Also, the -f option has different behavior depending on the operating system:

Flags	BSD semantics	AT&T semantics
`-f` without `-p`	Destination file permissions unchanged.	Destination file permissions set to default permissions.
`-f` with `-p`	Destination file permissions set to permissions of source file.	Destination file permissions set to permissions of source file.

Finally, in operating systems that follow AT&T semantics, when copying recursively, the copy operation stops as soon as any error occurs. In operating systems that follow BSD semantics, copy operation completes to the maximum extent possible. In either case, the command exits with a nonzero result code.

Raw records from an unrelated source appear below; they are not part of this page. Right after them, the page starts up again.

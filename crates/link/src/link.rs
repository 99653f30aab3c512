use anyhow::{anyhow, Result};
use rumqttc::{AsyncClient, Event, EventLoop, MqttOptions, Outgoing, Packet, QoS};
use std::time::Duration;
use tokio::sync::mpsc;
use tokio::task::JoinHandle;
use tokio::time::timeout;

use crate::config;
use crate::message::NodeMessage;

#[derive(Debug)]
pub enum LinkEvent {
    Connected,
    Message(NodeMessage),
    Disconnected,
}

/// Broker session used to drive radiolog nodes.
///
/// The MQTT event loop runs on its own task for the lifetime of the link and
/// reports connection changes and inbound publishes on the returned channel.
pub struct NodeLink {
    client_id: String,
    client: AsyncClient,
    event_loop_handle: Option<JoinHandle<()>>,
}

impl NodeLink {
    pub async fn connect(
        config: config::MqttConfig,
    ) -> Result<(Self, mpsc::UnboundedReceiver<LinkEvent>)> {
        let (event_tx, event_rx) = mpsc::unbounded_channel();

        let mut mqtt_options =
            MqttOptions::new(config.client_id.clone(), &config.broker_host, config.broker_port);
        mqtt_options.set_keep_alive(Duration::from_secs(config.keep_alive));
        mqtt_options.set_clean_session(config.clean_session);

        if let (Some(ref user), Some(ref pass)) = (&config.username, &config.password) {
            mqtt_options.set_credentials(user, pass);
        }

        let (client, event_loop) = AsyncClient::new(mqtt_options, 10);

        tracing::info!(
            "Connecting to {}:{} as {}",
            config.broker_host,
            config.broker_port,
            config.client_id
        );
        let event_loop_handle = Self::start_event_loop(event_loop, event_tx);

        Ok((
            Self { client_id: config.client_id, client, event_loop_handle: Some(event_loop_handle) },
            event_rx,
        ))
    }

    pub async fn publish(&self, topic: &str, payload: &str) -> Result<()> {
        self.client.publish(topic, QoS::AtMostOnce, false, payload.as_bytes()).await?;
        Ok(())
    }

    pub async fn subscribe(&self, filter: &str) -> Result<()> {
        self.client.subscribe(filter, QoS::AtMostOnce).await?;
        Ok(())
    }

    /// Sends DISCONNECT after every request already handed to the client and
    /// waits up to `limit` for the event loop to flush it and exit.
    pub async fn close(mut self, limit: Duration) -> Result<()> {
        self.client.disconnect().await?;
        if let Some(handle) = self.event_loop_handle.take() {
            timeout(limit, handle)
                .await
                .map_err(|_| anyhow!("Timed out after {:?} closing MQTT session", limit))??;
        }
        Ok(())
    }

    fn start_event_loop(
        mut event_loop: EventLoop,
        event_tx: mpsc::UnboundedSender<LinkEvent>,
    ) -> JoinHandle<()> {
        tokio::spawn(async move {
            loop {
                match event_loop.poll().await {
                    Ok(event) => match event {
                        Event::Incoming(Packet::ConnAck(ack)) => {
                            tracing::info!("Connected to MQTT broker ({:?})", ack.code);
                            let _ = event_tx.send(LinkEvent::Connected);
                        }
                        Event::Incoming(Packet::Publish(p)) => {
                            let msg = NodeMessage::new(p.topic, p.payload.to_vec());
                            let _ = event_tx.send(LinkEvent::Message(msg));
                        }
                        Event::Incoming(Packet::Disconnect) => {
                            tracing::warn!("Disconnected from MQTT broker");
                            let _ = event_tx.send(LinkEvent::Disconnected);
                        }
                        // Reported once the packet has been flushed to the socket.
                        Event::Outgoing(Outgoing::Disconnect) => {
                            tracing::debug!("MQTT session closed");
                            break;
                        }
                        other => tracing::trace!("MQTT event: {:?}", other),
                    },
                    Err(e) => {
                        tracing::error!("MQTT event loop error: {}", e);
                        break;
                    }
                }
            }
            tracing::debug!("MQTT event loop exited");
            let _ = event_tx.send(LinkEvent::Disconnected);
        })
    }
}

/// Waits until the broker acknowledges the session.
///
/// Messages arriving before the acknowledgement are discarded.
pub async fn wait_connected(
    event_rx: &mut mpsc::UnboundedReceiver<LinkEvent>,
    limit: Duration,
) -> Result<()> {
    loop {
        match timeout(limit, event_rx.recv()).await {
            Ok(Some(LinkEvent::Connected)) => return Ok(()),
            Ok(Some(LinkEvent::Message(msg))) => {
                tracing::debug!("Ignoring early message on {}", msg.topic);
            }
            Ok(Some(LinkEvent::Disconnected)) | Ok(None) => {
                return Err(anyhow!("Unable to connect to MQTT broker"));
            }
            Err(_) => return Err(anyhow!("Timed out after {:?} waiting for MQTT broker", limit)),
        }
    }
}

impl Drop for NodeLink {
    fn drop(&mut self) {
        if let Some(handle) = self.event_loop_handle.take() {
            tracing::debug!("Dropping link {}", self.client_id);
            handle.abort();
        }
    }
}

#[cfg(test)]
mod tests {
    use super::*;

    #[tokio::test]
    async fn test_wait_connected_skips_early_messages() {
        let (tx, mut rx) = mpsc::unbounded_channel();
        tx.send(LinkEvent::Message(NodeMessage::new("radiolog/n/status", "online"))).unwrap();
        tx.send(LinkEvent::Connected).unwrap();
        wait_connected(&mut rx, Duration::from_secs(1)).await.unwrap();
    }

    #[tokio::test]
    async fn test_wait_connected_fails_on_disconnect() {
        let (tx, mut rx) = mpsc::unbounded_channel();
        tx.send(LinkEvent::Disconnected).unwrap();
        assert!(wait_connected(&mut rx, Duration::from_secs(1)).await.is_err());
    }

    #[tokio::test]
    async fn test_wait_connected_times_out() {
        let (_tx, mut rx) = mpsc::unbounded_channel::<LinkEvent>();
        let err = wait_connected(&mut rx, Duration::from_millis(20)).await.unwrap_err();
        assert!(err.to_string().contains("Timed out"));
    }
}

If you need to ensure that a copy operation does not stop on first failure, you can use tar instead. For an example of how to use tar to copy files, see Anonymous Subroutines.

crontab

In AT&T-based UNIX systems, the crontab command reads from standard input by default, but on BSD-based systems, it does not. For cross-platform compatibility, you should specify a hyphen (-) for the filename instead. This works on with versions of crontab that obey both AT&T and BSD semantics.

date

The result codes returned by date vary depending on the operating system. For cross-platform compatibility, you can only assume that a result code of zero (0) indicates success and any other value indicates some sort of failure.

df

The df command has two different meanings for the -t flag beginning in OS X v10.5. They are as follows:

If you include a value afterwards (for example, -t hfs), it behaves like the -T flag. This usage is deprecated.
Without an argument, it tells df to print the total allocated space. Because this option is the default, this use of the -t flag is unnecessary.

The default block size varies on different operating systems. Linux and most BSD-based operating systems default to a 1k block size, while AT&T UNIX-based operating systems default to a 512-byte block size.

For consistent behavior across multiple operating systems, you should always specify a block size explicitly. For example, the -k flag specifies that the block size should be reported in kilobytes.

Finally, the capacity percentage reported by df may be rounded differently in different operating systems.

dos2unix and unix2dos

Linux provides these two utilities for converting between UNIX-style and DOS-style line endings. Using these tools is not portable, and OS X does not provide these utilities.

Instead of using dos2unix or unix2dos, you should instead use tr or sed as described in Cross-Platform Line Endings.

du

Operating systems that follow AT&T semantics allow you to pass a combination of the -L, -H, and -P options to du. The last flag encountered determines the command's behavior. In operating systems that follow BSD semantics, specifying more than one of these options results in an error. To fix this problem, delete all but the last of these options.

Also, many BSD-based operating systems cannot detect symbolic link loops. For cross-platform compatibility, you should generally not tell du to follow symbolic links unless you are certain that no cycles can occur.

echo

Of particular interest is the difference in behavior of the echo builtin and the corresponding standalone command. If you want to issue a prompt, in BSD-derived operating systems you can leave off the trailing newline by typing the following:

echo -n "Prompt: "

In AT&T UNIX-derived operating systems, the equivalent is:

echo "Prompt: \c"

Unfortunately, this difference makes it very difficult to write scripts that depend on this behavior in a cross-platform way. For portability, you should avoid either of these constructions. As an alternative, you can either use the printf command instead of echo or use the tr command to remove the newline.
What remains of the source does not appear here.